El benjamín de la familia, Héctor, que tiene ocho años, va al recién inaugurado colegio de Ollauri, al que también fue su abuela.
Y su hija mayor, Paula, con 12, acude al instituto en Haro. «No tiene nada que ver con el anterior, allí había mucha más gente, más de todo.

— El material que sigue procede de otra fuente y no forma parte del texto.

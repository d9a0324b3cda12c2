//! Forwarding to the loopback backend.
//!
//! # Responsibilities
//! - Send the translated request to `http://host:port`
//! - Enforce the upstream request timeout and response size limit
//! - Turn every transport failure into a synthetic 502
//!
//! # Design Decisions
//! - Non-2xx replies are still replies: status and body pass through
//! - Connection refused, timeout and protocol errors never fault the
//!   invocation; they become `502 Upstream proxy error: ...`

use axum::body::Body;
use axum::http::StatusCode;
use hyper::body::Incoming;
use hyper::Response;
use hyper_util::{
    client::legacy::{connect::HttpConnector, Client},
    rt::TokioExecutor,
};
use std::time::{Duration, Instant};
use thiserror::Error;
use tokio::time;

use crate::backend::LoopbackServer;
use crate::http::event::AdapterResponse;
use crate::http::request::{OutboundRequest, TranslateError};
use crate::http::response::to_adapter_response;

/// Transport-level failures once the backend is reachable.
#[derive(Debug, Error)]
pub enum UpstreamError {
    #[error("{0}")]
    Request(#[from] TranslateError),

    #[error("{0}")]
    Transport(#[from] hyper_util::client::legacy::Error),

    #[error("request timed out after {0:?}")]
    Timeout(Duration),

    #[error("failed to read response body: {0}")]
    Body(String),
}

/// HTTP client bound to one loopback backend.
#[derive(Clone)]
pub struct UpstreamClient {
    client: Client<HttpConnector, Body>,
    server: LoopbackServer,
    timeout: Duration,
    max_response_bytes: usize,
}

impl UpstreamClient {
    pub fn new(server: LoopbackServer, timeout: Duration, max_response_bytes: usize) -> Self {
        let client = Client::builder(TokioExecutor::new()).build(HttpConnector::new());
        Self {
            client,
            server,
            timeout,
            max_response_bytes,
        }
    }

    pub fn server(&self) -> &LoopbackServer {
        &self.server
    }

    /// Forward `request` and translate the reply; failures become a 502.
    pub async fn forward(&self, request: OutboundRequest) -> AdapterResponse {
        let start_time = Instant::now();
        let method = request.method.clone();
        let target = request.path_and_query.clone();

        match self.send(request).await {
            Ok(response) => {
                tracing::debug!(
                    method = %method,
                    target = %target,
                    status = response.status_code,
                    elapsed_ms = start_time.elapsed().as_millis() as u64,
                    "Upstream responded"
                );
                response
            }
            Err(e) => {
                tracing::error!(
                    method = %method,
                    target = %target,
                    upstream = %self.server,
                    error = %e,
                    "Upstream error"
                );
                AdapterResponse::text(
                    StatusCode::BAD_GATEWAY.as_u16(),
                    format!("Upstream proxy error: {}", e),
                )
            }
        }
    }

    async fn send(&self, request: OutboundRequest) -> Result<AdapterResponse, UpstreamError> {
        let authority = self.server.authority();
        let request = request.into_http(Some(&authority))?;
        let limit = self.max_response_bytes;

        let exchange = async {
            let response: Response<Incoming> = self.client.request(request).await?;
            let (parts, body) = response.into_parts();
            let bytes = axum::body::to_bytes(Body::new(body), limit)
                .await
                .map_err(|e| UpstreamError::Body(e.to_string()))?;
            Ok::<_, UpstreamError>(to_adapter_response(parts.status, &parts.headers, bytes))
        };

        match time::timeout(self.timeout, exchange).await {
            Ok(result) => result,
            Err(_) => Err(UpstreamError::Timeout(self.timeout)),
        }
    }
}
//! Per-invocation orchestration.
//!
//! # Data Flow
//! ```text
//! InvocationEvent
//!     → http::request (to_http_request)
//!     → Native handler?  call in-process ───────────────┐
//!     → else supervisor.ensure_ready()                  │
//!           (first call: provisioning + launch)         │
//!       → http::upstream (forward over loopback)        │
//!     → AdapterResponse ◀───────────────────────────────┘
//! ```
//!
//! # Design Decisions
//! - The backend choice is made once, at construction
//! - Startup and malformed-event failures are invocation errors;
//!   transport failures are already a 502 response by this point

pub mod entrypoint;

use thiserror::Error;

use crate::http::TranslateError;
use crate::supervisor::StartupError;

pub use entrypoint::Adapter;

/// Why an invocation produced no response.
#[derive(Debug, Error)]
pub enum AdapterError {
    #[error("backend startup failed: {0}")]
    Startup(#[from] StartupError),

    #[error("invalid invocation event: {0}")]
    InvalidEvent(#[from] TranslateError),
}

impl AdapterError {
    /// Short classifier reported to the runtime alongside the message.
    pub fn error_type(&self) -> &'static str {
        match self {
            AdapterError::Startup(_) => "StartupError",
            AdapterError::InvalidEvent(_) => "InvalidEvent",
        }
    }
}
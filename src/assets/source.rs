//! Where model archives come from.

use async_trait::async_trait;
use aws_config::BehaviorVersion;
use aws_sdk_s3::config::Region;
use aws_sdk_s3::error::DisplayErrorContext;
use aws_sdk_s3::Client;
use std::path::Path;
use tokio::fs::File;
use tokio::io::AsyncWriteExt;

use crate::assets::ProvisioningError;
use crate::config::{ArchiveLocation, AssetConfig};

/// Fetches an archive to a local file.
#[async_trait]
pub trait ArchiveSource: Send + Sync {
    /// Write the object at `location` to `destination`, returning bytes written.
    async fn fetch(
        &self,
        location: &ArchiveLocation,
        destination: &Path,
    ) -> Result<u64, ProvisioningError>;
}

/// S3 (or S3-compatible) object storage.
#[derive(Debug, Clone)]
pub struct S3ArchiveSource {
    client: Client,
}

impl S3ArchiveSource {
    pub fn new(client: Client) -> Self {
        Self { client }
    }

    /// Build a client from the ambient AWS credential chain plus any
    /// region / endpoint overrides.
    pub async fn from_config(config: &AssetConfig) -> Self {
        let mut loader = aws_config::defaults(BehaviorVersion::latest());
        if let Some(region) = &config.region {
            loader = loader.region(Region::new(region.clone()));
        }
        let shared = loader.load().await;

        let mut builder = aws_sdk_s3::config::Builder::from(&shared);
        if let Some(endpoint) = &config.endpoint_url {
            builder = builder.endpoint_url(endpoint).force_path_style(true);
        }
        Self::new(Client::from_conf(builder.build()))
    }
}

#[async_trait]
impl ArchiveSource for S3ArchiveSource {
    async fn fetch(
        &self,
        location: &ArchiveLocation,
        destination: &Path,
    ) -> Result<u64, ProvisioningError> {
        let download_error = |reason: String| ProvisioningError::Download {
            location: location.to_string(),
            reason,
        };

        tracing::info!(
            location = %location,
            destination = %destination.display(),
            "Downloading model archive"
        );
        let output = self
            .client
            .get_object()
            .bucket(&location.bucket)
            .key(&location.key)
            .send()
            .await
            .map_err(|e| download_error(DisplayErrorContext(&e).to_string()))?;

        let mut body = output.body;
        let mut file = File::create(destination)
            .await
            .map_err(ProvisioningError::io(destination))?;
        let mut written = 0u64;
        while let Some(chunk) = body
            .try_next()
            .await
            .map_err(|e| download_error(e.to_string()))?
        {
            file.write_all(&chunk)
                .await
                .map_err(ProvisioningError::io(destination))?;
            written += chunk.len() as u64;
        }
        file.flush().await.map_err(ProvisioningError::io(destination))?;

        Ok(written)
    }
}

Además, justo le tocaba cambiar de centro porque empezaba Secundaria, así que el cambio se ha producido, pero en La Rioja».
Según su madre, ambos están muy contentos, el cambio ha sido muy positivo para ellos y se han adaptado rápidamente a sus nuevos entornos.
En el caso de Javier, que tiene 43 años, la llegada de la pandemia obligó a su empresa a desarrollarse prácticamente en su totalidad a través del teletrabajo, algo que se va a mantener porque han descubierto que esta opción funciona.
Leticia trabajaba únicamente tres horas en el centro de mayores, por lo que no le supuso inconveniente tratar de llevar a cabo su trabajo de peluquera aquí, «incluso con más trabajo, porque aquí hay más gente mayor».
Y es que, aunque no fue definitivo, la diferencia en el coste de la vida en Ollauri no tiene nada que ver con los gastos de vivir en la capital, sin contar los constantes desplazamientos que se realizan en una ciudad grande.
«No tiene nada que ver la vida. Incluso en el contacto con las amistades, la gente es muy agradable y nos han acogido enseguida. La calidad de vida, la experiencia para nuestros hijos al desarrollar su vida en el pueblo».
Preguntada por alguna dificultad que se hayan encontrado, tiene que pararse a pensar mucho: «El acceso a internet no es un problema, la fibra ya estaba instalada y funciona bien porque mi marido necesita buena conexión; servicios, puede ser que echemos de menos tiendas, farmacias, supermercados debajo de casa, pero tenemos Haro a cinco minutos. Antes, para ir al centro comercial también teníamos que coger el coche y tardábamos mucho más».
Paula y Héctor se mostraban exultantes. «Sí echo un poco de menos a mis amigas, pero solo nos veíamos en el colegio. Cuando terminaba, no quedábamos. No nos dejaban ir solas por ahí. Ahora es muy diferente». Para Héctor, el cambio de un cole bilingüe a uno rural, en el que comparte clase con niños de otras edades, ha sido mayor. «Es mejor –afirma–, porque me dan asignaturas de mi edad y luego hay ratos comunes». Ha pasado de tener veinte a siete compañeros. «Ahora me hace más caso el profesor. Además, me gusta estar también con niños más pequeños y enseñarles cosas».